**Work instructions**
Say how many lines of the material below contain the word "offset", with no other words.

[Start of Attachment]

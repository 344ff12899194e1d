use glam::{DVec2, DVec3};
use serde::{Deserialize, Serialize};

/// 几何比较使用的默认容差。
pub const EPSILON: f64 = 1e-9;

/// 二维点，内部以 `glam::DVec2` 表示。
#[derive(Debug, Clone, Copy, PartialEq, Serialize, Deserialize)]
pub struct Point2(pub DVec2);

impl Point2 {
    #[inline]
    pub fn new(x: f64, y: f64) -> Self {
        Self(DVec2::new(x, y))
    }

    #[inline]
    pub fn origin() -> Self {
        Self(DVec2::ZERO)
    }

    #[inline]
    pub fn from_vec(vec: DVec2) -> Self {
        Self(vec)
    }

    #[inline]
    pub fn x(self) -> f64 {
        self.0.x
    }

    #[inline]
    pub fn y(self) -> f64 {
        self.0.y
    }

    #[inline]
    pub fn translate(self, offset: Vector2) -> Self {
        Self(self.0 + offset.0)
    }

    #[inline]
    pub fn vector_to(self, other: Point2) -> Vector2 {
        Vector2(other.0 - self.0)
    }

    #[inline]
    pub fn distance(self, other: Point2) -> f64 {
        self.0.distance(other.0)
    }

    #[inline]
    pub fn lerp(self, other: Point2, t: f64) -> Self {
        Self(self.0.lerp(other.0, t))
    }

    #[inline]
    pub fn as_vec2(self) -> DVec2 {
        self.0
    }

    /// 绕 `center` 逆时针旋转 `angle` 弧度。
    pub fn rotate_about(self, center: Point2, angle: f64) -> Self {
        let (sin, cos) = angle.sin_cos();
        let d = self.0 - center.0;
        Self(center.0 + DVec2::new(d.x * cos - d.y * sin, d.x * sin + d.y * cos))
    }

    /// 以 `center` 为基点做非均匀缩放，负系数表示镜像。
    pub fn scale_about(self, center: Point2, sx: f64, sy: f64) -> Self {
        let d = self.0 - center.0;
        Self(center.0 + DVec2::new(d.x * sx, d.y * sy))
    }

    #[inline]
    pub fn approx_eq(self, other: Point2, tolerance: f64) -> bool {
        self.distance(other) <= tolerance
    }
}

impl From<DVec2> for Point2 {
    fn from(value: DVec2) -> Self {
        Self::from_vec(value)
    }
}

/// 二维向量。
#[derive(Debug, Clone, Copy, PartialEq, Serialize, Deserialize)]
pub struct Vector2(pub DVec2);

impl Vector2 {
    #[inline]
    pub fn new(x: f64, y: f64) -> Self {
        Self(DVec2::new(x, y))
    }

    #[inline]
    pub fn zero() -> Self {
        Self(DVec2::ZERO)
    }

    #[inline]
    pub fn from_points(start: Point2, end: Point2) -> Self {
        Self(end.0 - start.0)
    }

    /// 单位方向向量。
    #[inline]
    pub fn from_angle(angle: f64) -> Self {
        let (sin, cos) = angle.sin_cos();
        Self(DVec2::new(cos, sin))
    }

    #[inline]
    pub fn length(self) -> f64 {
        self.0.length()
    }

    #[inline]
    pub fn length_squared(self) -> f64 {
        self.0.length_squared()
    }

    #[inline]
    pub fn as_vec2(self) -> DVec2 {
        self.0
    }

    #[inline]
    pub fn x(self) -> f64 {
        self.0.x
    }

    #[inline]
    pub fn y(self) -> f64 {
        self.0.y
    }

    /// 与 x 轴正方向的夹角（弧度）。
    #[inline]
    pub fn angle(self) -> f64 {
        self.0.y.atan2(self.0.x)
    }

    #[inline]
    pub fn normalize(self) -> Option<Self> {
        let len = self.0.length();
        if len <= EPSILON {
            None
        } else {
            Some(Self(self.0 / len))
        }
    }

    /// 逆时针旋转 90° 的垂直向量。
    #[inline]
    pub fn perp(self) -> Self {
        Self(DVec2::new(-self.0.y, self.0.x))
    }

    #[inline]
    pub fn scaled(self, factor: f64) -> Self {
        Self(self.0 * factor)
    }

    #[inline]
    pub fn dot(self, other: Vector2) -> f64 {
        self.0.dot(other.0)
    }
}

impl From<DVec2> for Vector2 {
    fn from(value: DVec2) -> Self {
        Self(value)
    }
}

/// 三维点，派生实体的网格顶点使用该类型。
#[derive(Debug, Clone, Copy, PartialEq, Serialize, Deserialize)]
pub struct Point3(pub DVec3);

impl Point3 {
    #[inline]
    pub fn new(x: f64, y: f64, z: f64) -> Self {
        Self(DVec3::new(x, y, z))
    }

    #[inline]
    pub fn from_plan(point: Point2, z: f64) -> Self {
        Self(DVec3::new(point.x(), point.y(), z))
    }

    #[inline]
    pub fn x(self) -> f64 {
        self.0.x
    }

    #[inline]
    pub fn y(self) -> f64 {
        self.0.y
    }

    #[inline]
    pub fn z(self) -> f64 {
        self.0.z
    }

    #[inline]
    pub fn as_vec3(self) -> DVec3 {
        self.0
    }

    #[inline]
    pub fn plan(self) -> Point2 {
        Point2::new(self.0.x, self.0.y)
    }
}

impl From<DVec3> for Point3 {
    fn from(value: DVec3) -> Self {
        Self(value)
    }
}

/// 三维向量。
#[derive(Debug, Clone, Copy, PartialEq, Serialize, Deserialize)]
pub struct Vector3(pub DVec3);

impl Vector3 {
    #[inline]
    pub fn new(x: f64, y: f64, z: f64) -> Self {
        Self(DVec3::new(x, y, z))
    }

    #[inline]
    pub fn as_vec3(self) -> DVec3 {
        self.0
    }

    #[inline]
    pub fn length_squared(self) -> f64 {
        self.0.length_squared()
    }

    #[inline]
    pub fn normalize(self) -> Option<Self> {
        let len = self.0.length();
        if len <= EPSILON {
            None
        } else {
            Some(Self(self.0 / len))
        }
    }

    #[inline]
    pub fn dot(self, other: Vector3) -> f64 {
        self.0.dot(other.0)
    }

    #[inline]
    pub fn cross(self, other: Vector3) -> Vector3 {
        Self(self.0.cross(other.0))
    }
}

impl From<DVec3> for Vector3 {
    fn from(value: DVec3) -> Self {
        Self(value)
    }
}

/// 轴对齐边界框，用于估算文档/实体范围。
#[derive(Debug, Clone, Copy, PartialEq, Serialize, Deserialize)]
pub struct Bounds2D {
    min: Point2,
    max: Point2,
}

impl Bounds2D {
    #[inline]
    pub fn new(min: Point2, max: Point2) -> Self {
        Self { min, max }
    }

    #[inline]
    pub fn empty() -> Self {
        Self {
            min: Point2::new(f64::INFINITY, f64::INFINITY),
            max: Point2::new(f64::NEG_INFINITY, f64::NEG_INFINITY),
        }
    }

    /// 退化为单点的包围盒。
    #[inline]
    pub fn point(point: Point2) -> Self {
        Self::new(point, point)
    }

    pub fn from_points<I>(points: I) -> Self
    where
        I: IntoIterator<Item = Point2>,
    {
        let mut bounds = Self::empty();
        for point in points {
            bounds.include_point(point);
        }
        bounds
    }

    #[inline]
    pub fn is_empty(&self) -> bool {
        self.min.x() > self.max.x() || self.min.y() > self.max.y()
    }

    #[inline]
    pub fn min(&self) -> Point2 {
        self.min
    }

    #[inline]
    pub fn max(&self) -> Point2 {
        self.max
    }

    #[inline]
    pub fn width(&self) -> f64 {
        (self.max.x() - self.min.x()).max(0.0)
    }

    #[inline]
    pub fn height(&self) -> f64 {
        (self.max.y() - self.min.y()).max(0.0)
    }

    pub fn include_point(&mut self, point: Point2) {
        if self.is_empty() {
            self.min = point;
            self.max = point;
            return;
        }
        let min_vec = self.min.as_vec2().min(point.as_vec2());
        let max_vec = self.max.as_vec2().max(point.as_vec2());
        self.min = Point2::from_vec(min_vec);
        self.max = Point2::from_vec(max_vec);
    }

    pub fn include_bounds(&mut self, other: &Bounds2D) {
        if other.is_empty() {
            return;
        }
        self.include_point(other.min);
        self.include_point(other.max);
    }

    #[inline]
    pub fn center(&self) -> Point2 {
        debug_assert!(!self.is_empty());
        let center = (self.min.as_vec2() + self.max.as_vec2()) * 0.5;
        Point2::from_vec(center)
    }

    /// 四个角点，逆时针顺序。
    pub fn corners(&self) -> [Point2; 4] {
        [
            self.min,
            Point2::new(self.max.x(), self.min.y()),
            self.max,
            Point2::new(self.min.x(), self.max.y()),
        ]
    }

    pub fn contains_point(&self, point: Point2, tolerance: f64) -> bool {
        !self.is_empty()
            && point.x() >= self.min.x() - tolerance
            && point.x() <= self.max.x() + tolerance
            && point.y() >= self.min.y() - tolerance
            && point.y() <= self.max.y() + tolerance
    }

    pub fn translated(&self, offset: Vector2) -> Self {
        if self.is_empty() {
            return *self;
        }
        Self::new(self.min.translate(offset), self.max.translate(offset))
    }
}

/// 三维轴对齐包围盒。
#[derive(Debug, Clone, Copy, PartialEq)]
pub struct Bounds3 {
    min: DVec3,
    max: DVec3,
}

impl Bounds3 {
    pub fn empty() -> Self {
        Self {
            min: DVec3::splat(f64::INFINITY),
            max: DVec3::splat(f64::NEG_INFINITY),
        }
    }

    pub fn from_points<I>(points: I) -> Self
    where
        I: IntoIterator<Item = Point3>,
    {
        let mut bounds = Self::empty();
        for point in points {
            bounds.include_point(point);
        }
        bounds
    }

    #[inline]
    pub fn is_empty(&self) -> bool {
        self.min.x > self.max.x || self.min.y > self.max.y || self.min.z > self.max.z
    }

    pub fn include_point(&mut self, point: Point3) {
        self.min = self.min.min(point.0);
        self.max = self.max.max(point.0);
    }

    #[inline]
    pub fn min(&self) -> Point3 {
        Point3(self.min)
    }

    #[inline]
    pub fn max(&self) -> Point3 {
        Point3(self.max)
    }

    #[inline]
    pub fn size(&self) -> Vector3 {
        if self.is_empty() {
            Vector3::new(0.0, 0.0, 0.0)
        } else {
            Vector3(self.max - self.min)
        }
    }

    pub fn contains_point(&self, point: Point3) -> bool {
        let p = point.0;
        !self.is_empty()
            && p.x >= self.min.x
            && p.x <= self.max.x
            && p.y >= self.min.y
            && p.y <= self.max.y
            && p.z >= self.min.z
            && p.z <= self.max.z
    }

    pub fn intersects(&self, other: &Bounds3) -> bool {
        !self.is_empty()
            && !other.is_empty()
            && self.min.x <= other.max.x
            && self.max.x >= other.min.x
            && self.min.y <= other.max.y
            && self.max.y >= other.min.y
            && self.min.z <= other.max.z
            && self.max.z >= other.min.z
    }
}

/// 编辑操作施加在实体上的二维变换。
#[derive(Debug, Clone, Copy, PartialEq)]
pub enum Transform2 {
    Translate(Vector2),
    Rotate { center: Point2, angle: f64 },
    Scale { center: Point2, sx: f64, sy: f64 },
}

impl Transform2 {
    pub fn apply(&self, point: Point2) -> Point2 {
        match *self {
            Transform2::Translate(offset) => point.translate(offset),
            Transform2::Rotate { center, angle } => point.rotate_about(center, angle),
            Transform2::Scale { center, sx, sy } => point.scale_about(center, sx, sy),
        }
    }

    /// 变换方向角：平移不变，旋转叠加，缩放按线性部分重新求角。
    pub fn apply_angle(&self, angle: f64) -> f64 {
        match *self {
            Transform2::Translate(_) => angle,
            Transform2::Rotate { angle: delta, .. } => angle + delta,
            Transform2::Scale { sx, sy, .. } => {
                let (sin, cos) = angle.sin_cos();
                (sin * sy).atan2(cos * sx)
            }
        }
    }

    /// 长度量（半径、字高等）的等效缩放系数。
    pub fn length_factor(&self) -> f64 {
        match *self {
            Transform2::Scale { sx, sy, .. } => (sx.abs() + sy.abs()) * 0.5,
            _ => 1.0,
        }
    }

    /// 是否翻转方向（镜像）。
    pub fn mirrors(&self) -> bool {
        matches!(*self, Transform2::Scale { sx, sy, .. } if sx * sy < 0.0)
    }
}

/// 点到线段的最短距离。
pub fn distance_to_segment(point: Point2, start: Point2, end: Point2) -> f64 {
    let v = end.0 - start.0;
    let w = point.0 - start.0;
    let c1 = w.dot(v);
    if c1 <= 0.0 {
        return point.distance(start);
    }
    let c2 = v.dot(v);
    if c2 <= c1 {
        return point.distance(end);
    }
    let t = c1 / c2;
    point.0.distance(start.0 + v * t)
}

/// 点到折线的最短距离；`closed` 时包含首尾闭合段。
pub fn distance_to_polyline(point: Point2, points: &[Point2], closed: bool) -> f64 {
    match points.len() {
        0 => f64::INFINITY,
        1 => point.distance(points[0]),
        _ => {
            let mut best = f64::INFINITY;
            for pair in points.windows(2) {
                best = best.min(distance_to_segment(point, pair[0], pair[1]));
            }
            if closed {
                best = best.min(distance_to_segment(point, points[points.len() - 1], points[0]));
            }
            best
        }
    }
}
//! 文档注册表。
//!
//! 文档按插入顺序持有全部场景对象，是对象变更的唯一入口：任何平移、旋转、缩放、
//! 夹点编辑或参数修改都会沿依赖边让下游派生实体的网格缓存失效。

use std::collections::{BTreeMap, BTreeSet, HashMap, HashSet, VecDeque};
use std::sync::Arc;

use serde::{Deserialize, Serialize};
use thiserror::Error;
use tracing::{debug, warn};

use crate::block::{BlockDefinition, BlockReference};
use crate::csg::BooleanEngine;
use crate::derived::{BuildCache, BuildJob, BuildOptions, BuildOutcome, MeshBuilder, SourceLookup};
use crate::draw::{Canvas, Style};
use crate::entity::{Circle, Entity, Polyline, SnapPoint, Text, Wall};
use crate::geometry::{Bounds2D, Point2, Transform2, Vector2};
use crate::mesh::Mesh;

/// 默认图层名。
pub const DEFAULT_LAYER: &str = "0";
/// 展开编组/派生链时的最大深度。
const MAX_DEPTH: usize = 64;

#[derive(Debug, Clone, Copy, PartialEq, Eq, Hash, PartialOrd, Ord, Serialize, Deserialize)]
#[serde(transparent)]
pub struct ObjectId(u64);

impl ObjectId {
    #[inline]
    pub fn new(raw: u64) -> Self {
        Self(raw)
    }

    /// 提供原始数值，便于序列化或日志输出。
    #[inline]
    pub fn get(self) -> u64 {
        self.0
    }
}

#[derive(Debug, Error, PartialEq)]
pub enum DocumentError {
    #[error("对象 {0:?} 不存在")]
    UnknownObject(ObjectId),
    #[error("块 `{0}` 已存在")]
    DuplicateBlock(String),
    #[error("块 `{0}` 不存在")]
    UnknownBlock(String),
    #[error("块名 `{0}` 无效")]
    InvalidBlockName(String),
    #[error("块 `{0}` 没有任何对象")]
    EmptyBlock(String),
    #[error("对象 {id:?} ({kind}) 不能放入块定义")]
    UnsupportedBlockMember { id: ObjectId, kind: &'static str },
}

fn visible_by_default() -> bool {
    true
}

#[derive(Debug, Clone, PartialEq, Serialize, Deserialize)]
pub struct Layer {
    pub id: u32,
    pub name: String,
    #[serde(default = "visible_by_default")]
    pub is_visible: bool,
}

fn default_layer_name() -> String {
    DEFAULT_LAYER.to_string()
}

/// 注册表中的一个对象。`hidden` 表示被派生实体消费而在二维视图中隐藏。
#[derive(Debug, Clone, PartialEq, Serialize, Deserialize)]
pub struct SceneObject {
    pub id: ObjectId,
    #[serde(default)]
    pub hidden: bool,
    #[serde(default = "default_layer_name")]
    pub layer: String,
    #[serde(flatten)]
    pub entity: Entity,
}

impl SceneObject {
    pub fn new(id: ObjectId, entity: Entity) -> Self {
        Self {
            id,
            hidden: false,
            layer: default_layer_name(),
            entity,
        }
    }

    pub fn on_layer(mut self, layer: impl Into<String>) -> Self {
        self.layer = layer.into();
        self
    }

    /// 二维包围盒。派生实体取第一个源，编组取成员并集；引用全部失效时返回 `None`。
    pub fn bounding_box(&self, document: &Document) -> Option<Bounds2D> {
        let mut bounds = Bounds2D::empty();
        for leaf in document.leaves(self) {
            match &leaf.entity {
                Entity::BlockReference(reference) => {
                    bounds.include_bounds(&reference.bounds(document.block(&reference.name)))
                }
                entity => {
                    if let Some(primitive) = entity.as_primitive() {
                        bounds.include_bounds(&primitive.bounds());
                    }
                }
            }
        }
        if bounds.is_empty() { None } else { Some(bounds) }
    }

    pub fn contains(&self, document: &Document, point: Point2, tolerance: f64) -> bool {
        document.leaves(self).into_iter().any(|leaf| match &leaf.entity {
            Entity::BlockReference(reference) => {
                reference.contains(document.block(&reference.name), point, tolerance)
            }
            entity => entity
                .as_primitive()
                .is_some_and(|primitive| primitive.contains(point, tolerance)),
        })
    }

    pub fn center(&self, document: &Document) -> Option<Point2> {
        match &self.entity {
            Entity::BlockReference(reference) => Some(reference.insert),
            Entity::Group(_) => self.bounding_box(document).map(|bounds| bounds.center()),
            entity => match entity.as_primitive() {
                Some(primitive) => Some(primitive.center()),
                None => document.fallback(self)?.center(document),
            },
        }
    }

    pub fn snap_points(&self, document: &Document) -> Vec<SnapPoint> {
        document
            .leaves(self)
            .into_iter()
            .flat_map(|leaf| match &leaf.entity {
                Entity::BlockReference(reference) => reference.snap_points(),
                entity => entity
                    .as_primitive()
                    .map(|primitive| primitive.snap_points())
                    .unwrap_or_default(),
            })
            .collect()
    }

    /// 编辑夹点。编组没有夹点，派生实体使用第一个源的夹点。
    pub fn grips(&self, document: &Document) -> Vec<Point2> {
        match &self.entity {
            Entity::Group(_) => Vec::new(),
            Entity::BlockReference(reference) => vec![reference.insert],
            entity => match entity.as_primitive() {
                Some(primitive) => primitive.grips(),
                None => document
                    .fallback(self)
                    .map(|source| source.grips(document))
                    .unwrap_or_default(),
            },
        }
    }

    pub fn draw(&self, document: &Document, canvas: &mut dyn Canvas, style: Style) {
        let leaves = document.leaves(self);
        if leaves.is_empty() {
            debug!(id = self.id.get(), "nothing to draw, all references dangling");
        }
        for leaf in leaves {
            canvas.set_style(style);
            match &leaf.entity {
                Entity::BlockReference(reference) => {
                    reference.draw(document.block(&reference.name), canvas)
                }
                entity => {
                    if let Some(primitive) = entity.as_primitive() {
                        primitive.draw(canvas);
                    }
                }
            }
        }
    }
}

/// 用于撤销/重做的文档内容快照。缓存和依赖索引不在快照内，恢复时重建。
#[derive(Debug, Clone, PartialEq)]
pub struct DocumentSnapshot {
    layers: BTreeMap<String, Layer>,
    objects: Vec<SceneObject>,
    next_object_id: u64,
    next_layer_id: u32,
    blocks: BTreeMap<String, BlockDefinition>,
}

impl DocumentSnapshot {
    pub fn objects(&self) -> &[SceneObject] {
        &self.objects
    }
}

#[derive(Debug)]
pub struct Document {
    layers: BTreeMap<String, Layer>,
    objects: Vec<SceneObject>,
    index: HashMap<ObjectId, usize>,
    next_object_id: u64,
    next_layer_id: u32,
    blocks: BTreeMap<String, BlockDefinition>,
    /// 源对象 → 直接消费它的派生实体。源已删除的边也保留，便于恢复时失效。
    dependents: HashMap<ObjectId, BTreeSet<ObjectId>>,
    /// 编组成员 → 所属编组。
    owners: HashMap<ObjectId, ObjectId>,
    cache: BuildCache,
    options: BuildOptions,
}

impl Default for Document {
    fn default() -> Self {
        Self::new()
    }
}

[End of Attachment]

**Task result**
5